»»

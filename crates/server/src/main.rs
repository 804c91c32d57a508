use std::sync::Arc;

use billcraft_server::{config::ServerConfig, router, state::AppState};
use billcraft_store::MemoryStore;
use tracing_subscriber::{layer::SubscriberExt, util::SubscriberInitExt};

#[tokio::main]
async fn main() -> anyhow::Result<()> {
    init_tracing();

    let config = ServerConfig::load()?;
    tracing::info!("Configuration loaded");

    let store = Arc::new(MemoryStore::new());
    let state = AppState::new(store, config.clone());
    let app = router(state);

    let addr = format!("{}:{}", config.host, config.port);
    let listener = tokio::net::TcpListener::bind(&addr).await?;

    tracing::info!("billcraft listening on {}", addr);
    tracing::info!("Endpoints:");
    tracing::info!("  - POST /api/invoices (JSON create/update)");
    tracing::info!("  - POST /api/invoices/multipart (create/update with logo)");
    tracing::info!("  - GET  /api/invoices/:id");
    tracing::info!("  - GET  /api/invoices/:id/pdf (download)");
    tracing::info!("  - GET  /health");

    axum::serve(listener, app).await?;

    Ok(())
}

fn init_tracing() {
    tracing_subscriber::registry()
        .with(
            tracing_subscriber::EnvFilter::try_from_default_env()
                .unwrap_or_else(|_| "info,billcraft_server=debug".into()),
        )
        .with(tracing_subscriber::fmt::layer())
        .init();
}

««

## EXERCISE DIRECTIONS
Scan the entries above and copy each line where "ServerConfig" occurs.

## EXPECTED ANSWER
use billcraft_server::{config::ServerConfig, router, state::AppState};
    let config = ServerConfig::load()?;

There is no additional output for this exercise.